Cloud computing boon is for innovation, yet security organizations find themselves running into obstacles.
Forget about “shadow IT” or “rogue IT.” Tech-buying patterns that have line-of-business stakeholders buying and managing cloud assets are now unblinkingly referred to as “business-managed IT” by many organizations that see it as a driver for innovation. So says the “Harvey Nash/KPMG CIO Survey 2019,” which reports over two-thirds of organizations today either encourage or allow business-managed IT. That’s because companies that do so are 52% more likely to beat competitors to market and 38% more likely to provide positive employee experience.
The trouble is that without collaboration from IT or cybersecurity pros, these silos of cloud technology can become huge security blind spots for organizations. These same organizations innovate faster, but the survey also shows they’re twice as likely to have multiple areas of security risk exposures.
Misconfiguration of Internet-as-a-service (IaaS) and cloud data stores is the leading cause of some of the most damaging cloud breaches and data exposures today. Whether it’s from turning off default security settings standardized by cloud providers, using default passwords, allowing unrestricted access to certain services, or something else, misconfiguration problems introduce a raft of hidden risks that are frequently uncovered in the headlines only after an embarrassing incident. According to the recent “2019 Cloud Security Report,” some 40% of organizations say misconfiguration of cloud platforms is their top cybersecurity concern.

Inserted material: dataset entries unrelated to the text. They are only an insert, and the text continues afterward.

//! Portfolio items as seen by the canvas.

use std::sync::Arc;

/// One life/culture portfolio entry.
///
/// The canvas never mutates items; they are owned by whatever fetched them.
#[derive(Debug, Clone, PartialEq, Eq, Default)]
#[cfg_attr(
    feature = "serde",
    derive(serde::Deserialize, serde::Serialize),
    serde(rename_all = "camelCase", default)
)]
pub struct PortfolioItem {
    /// Stable identifier from the backing store.
    pub id: String,
    /// Image URLs; the first one drives the card's aspect ratio.
    pub images: Vec<String>,
    /// Display title.
    pub title: String,
    /// Author credit.
    pub created_by: String,
    /// Year label as entered by staff.
    pub year: String,
    /// Category tags.
    pub categories: Vec<String>,
    /// Free-form description.
    pub description: String,
}

impl PortfolioItem {
    /// Creates an item with only an id and images, the fields layout reads.
    pub fn new(id: impl Into<String>, images: impl IntoIterator<Item = impl Into<String>>) -> Self {
        Self {
            id: id.into(),
            images: images.into_iter().map(Into::into).collect(),
            ..Default::default()
        }
    }

    /// URL of the cover image, if the item has any images.
    pub fn cover_image(&self) -> Option<&str> {
        self.images.first().map(String::as_str)
    }
}

/// The ordered, shared list of items tiled across the canvas.
///
/// Cloning is cheap; cells hand out `Arc`s to individual items.
#[derive(Debug, Clone, Default)]
pub struct Portfolio {
    items: Arc<[Arc<PortfolioItem>]>,
}

impl Portfolio {
    /// Builds a portfolio from any item iterator.
    pub fn new(items: impl IntoIterator<Item = PortfolioItem>) -> Self {
        Self {
            items: items.into_iter().map(Arc::new).collect(),
        }
    }

    /// Number of distinct items.
    pub fn len(&self) -> usize {
        self.items.len()
    }

    /// Whether there is nothing to lay out.
    pub fn is_empty(&self) -> bool {
        self.items.is_empty()
    }

    /// Item at `index`, wrapping in both directions.
    ///
    /// Returns `None` only for an empty portfolio.
    ///
    /// ```
    /// use mosaic_canvas::{Portfolio, PortfolioItem};
    ///
    /// let portfolio = Portfolio::new([
    ///     PortfolioItem::new("a", ["/uploads/a.jpg"]),
    ///     PortfolioItem::new("b", ["/uploads/b.jpg"]),
    /// ]);
    /// assert_eq!(portfolio.wrapped(3).map(|item| item.id.as_str()), Some("b"));
    /// assert_eq!(portfolio.wrapped(-1).map(|item| item.id.as_str()), Some("b"));
    /// ```
    pub fn wrapped(&self, index: i64) -> Option<&Arc<PortfolioItem>> {
        if self.items.is_empty() {
            return None;
        }
        let len = self.items.len() as i64;
        self.items.get(index.rem_euclid(len) as usize)
    }

    /// Iterates over the distinct items.
    pub fn iter(&self) -> impl Iterator<Item = &Arc<PortfolioItem>> {
        self.items.iter()
    }
}

impl FromIterator<PortfolioItem> for Portfolio {
    fn from_iter<T: IntoIterator<Item = PortfolioItem>>(iter: T) -> Self {
        Self::new(iter)
    }
}

#[cfg(test)]
mod tests {
    use super::*;

    #[test]
    fn empty_portfolio_wraps_to_none() {
        let portfolio = Portfolio::default();
        assert!(portfolio.is_empty());
        assert!(portfolio.wrapped(0).is_none());
        assert!(portfolio.wrapped(-7).is_none());
    }

    #[test]
    fn wrapping_handles_large_negative_indices() {
        let portfolio: Portfolio = (0..3)
            .map(|i| PortfolioItem::new(format!("item-{i}"), Vec::<String>::new()))
            .collect();
        let id = portfolio
            .wrapped(-3_000_000_001)
            .map(|item| item.id.clone());
        assert_eq!(id.as_deref(), Some("item-2"));
    }

    #[test]
    fn cover_image_is_first_image() {
        let item = PortfolioItem::new("x", ["/uploads/1.png", "/uploads/2.png"]);
        assert_eq!(item.cover_image(), Some("/uploads/1.png"));
        assert_eq!(PortfolioItem::default().cover_image(), None);
    }
}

According to a recent report from the Cloud Security Alliance, some 55% of organizations run complex cloud computing environments that operate with a hybrid architecture. Such a setup offers a great way for large organizations to transition gradually to the cloud, but it introduces security visibility challenges as organizations struggle to track assets across the entire architecture and monitor activity across a complex myriad of hybrid cloud connections. In fact, a report out earlier this year from Firemon shows 80% of organizations are challenged by the limitations and complexity of tools used for monitoring and managing security across hybrid environments.